## PROBLEM STATEMENT
Please print the entries below exactly, from the line with "self.achievements = v;" through the line with "it if needed.", including both of those lines and leaving out all others.

## Collected data entries
== == ==
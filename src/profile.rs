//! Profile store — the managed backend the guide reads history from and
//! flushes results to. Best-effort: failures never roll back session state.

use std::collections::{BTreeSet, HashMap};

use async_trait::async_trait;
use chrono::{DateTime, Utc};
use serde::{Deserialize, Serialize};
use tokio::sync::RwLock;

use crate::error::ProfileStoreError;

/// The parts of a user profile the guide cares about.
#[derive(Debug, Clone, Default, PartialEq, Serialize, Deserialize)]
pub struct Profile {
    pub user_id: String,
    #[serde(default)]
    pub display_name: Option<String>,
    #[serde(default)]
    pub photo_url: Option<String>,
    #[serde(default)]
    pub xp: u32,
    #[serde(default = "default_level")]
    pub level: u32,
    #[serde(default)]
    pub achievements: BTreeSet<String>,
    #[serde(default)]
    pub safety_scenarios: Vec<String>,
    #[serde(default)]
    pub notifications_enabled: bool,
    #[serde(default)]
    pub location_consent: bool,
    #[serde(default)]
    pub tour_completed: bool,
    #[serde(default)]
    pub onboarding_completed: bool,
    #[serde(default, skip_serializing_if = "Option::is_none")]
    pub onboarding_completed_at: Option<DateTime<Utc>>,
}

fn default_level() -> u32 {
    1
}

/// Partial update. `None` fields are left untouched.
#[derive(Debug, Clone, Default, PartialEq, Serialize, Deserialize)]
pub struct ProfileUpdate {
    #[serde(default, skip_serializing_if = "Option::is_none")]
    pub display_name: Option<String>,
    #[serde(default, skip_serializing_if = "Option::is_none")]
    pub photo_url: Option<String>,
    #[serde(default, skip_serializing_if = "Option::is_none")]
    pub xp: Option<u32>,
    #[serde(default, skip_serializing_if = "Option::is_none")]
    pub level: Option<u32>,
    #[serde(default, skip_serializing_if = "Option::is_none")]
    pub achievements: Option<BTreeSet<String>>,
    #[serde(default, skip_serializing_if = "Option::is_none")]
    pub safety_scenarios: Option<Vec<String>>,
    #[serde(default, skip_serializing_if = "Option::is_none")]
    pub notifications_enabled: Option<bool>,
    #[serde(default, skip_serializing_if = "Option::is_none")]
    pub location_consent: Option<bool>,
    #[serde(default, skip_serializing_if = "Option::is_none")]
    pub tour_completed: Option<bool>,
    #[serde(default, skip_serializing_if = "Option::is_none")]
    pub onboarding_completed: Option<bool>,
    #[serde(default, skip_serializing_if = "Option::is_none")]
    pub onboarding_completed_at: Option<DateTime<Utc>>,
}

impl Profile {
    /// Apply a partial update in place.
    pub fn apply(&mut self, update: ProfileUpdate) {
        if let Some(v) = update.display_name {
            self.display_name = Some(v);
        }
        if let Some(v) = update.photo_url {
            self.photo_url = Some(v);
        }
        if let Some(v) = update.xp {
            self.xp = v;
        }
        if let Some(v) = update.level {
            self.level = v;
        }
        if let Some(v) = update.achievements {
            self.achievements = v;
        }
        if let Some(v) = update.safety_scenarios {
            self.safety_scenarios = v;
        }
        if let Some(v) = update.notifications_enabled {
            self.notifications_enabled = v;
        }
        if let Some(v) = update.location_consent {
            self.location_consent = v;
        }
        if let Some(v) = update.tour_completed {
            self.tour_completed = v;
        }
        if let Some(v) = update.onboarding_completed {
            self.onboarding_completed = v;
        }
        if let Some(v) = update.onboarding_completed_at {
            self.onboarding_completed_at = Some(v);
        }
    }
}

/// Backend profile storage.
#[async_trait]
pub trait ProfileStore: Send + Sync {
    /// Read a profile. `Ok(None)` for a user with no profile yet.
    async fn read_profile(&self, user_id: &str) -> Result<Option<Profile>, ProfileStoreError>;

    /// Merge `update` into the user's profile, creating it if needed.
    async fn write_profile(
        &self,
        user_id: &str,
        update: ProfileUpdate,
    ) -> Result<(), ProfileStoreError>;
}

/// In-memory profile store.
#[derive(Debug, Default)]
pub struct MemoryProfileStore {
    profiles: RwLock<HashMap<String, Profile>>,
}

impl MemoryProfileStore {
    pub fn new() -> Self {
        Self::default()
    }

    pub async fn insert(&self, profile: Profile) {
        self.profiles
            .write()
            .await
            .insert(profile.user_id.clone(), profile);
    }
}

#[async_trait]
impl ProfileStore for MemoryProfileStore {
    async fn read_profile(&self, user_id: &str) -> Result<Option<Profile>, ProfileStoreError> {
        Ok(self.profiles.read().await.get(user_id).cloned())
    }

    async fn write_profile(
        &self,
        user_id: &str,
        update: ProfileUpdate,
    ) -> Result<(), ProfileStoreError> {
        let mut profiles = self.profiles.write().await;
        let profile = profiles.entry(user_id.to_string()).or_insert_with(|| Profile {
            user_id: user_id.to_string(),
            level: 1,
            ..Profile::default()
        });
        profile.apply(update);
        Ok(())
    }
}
== == ==
## SOLUTION
            self.achievements = v;
        }
        if let Some(v) = update.safety_scenarios {
            self.safety_scenarios = v;
        }
        if let Some(v) = update.notifications_enabled {
            self.notifications_enabled = v;
        }
        if let Some(v) = update.location_consent {
            self.location_consent = v;
        }
        if let Some(v) = update.tour_completed {
            self.tour_completed = v;
        }
        if let Some(v) = update.onboarding_completed {
            self.onboarding_completed = v;
        }
        if let Some(v) = update.onboarding_completed_at {
            self.onboarding_completed_at = Some(v);
        }
    }
}

/// Backend profile storage.
#[async_trait]
pub trait ProfileStore: Send + Sync {
    /// Read a profile. `Ok(None)` for a user with no profile yet.
    async fn read_profile(&self, user_id: &str) -> Result<Option<Profile>, ProfileStoreError>;

    /// Merge `update` into the user's profile, creating it if needed.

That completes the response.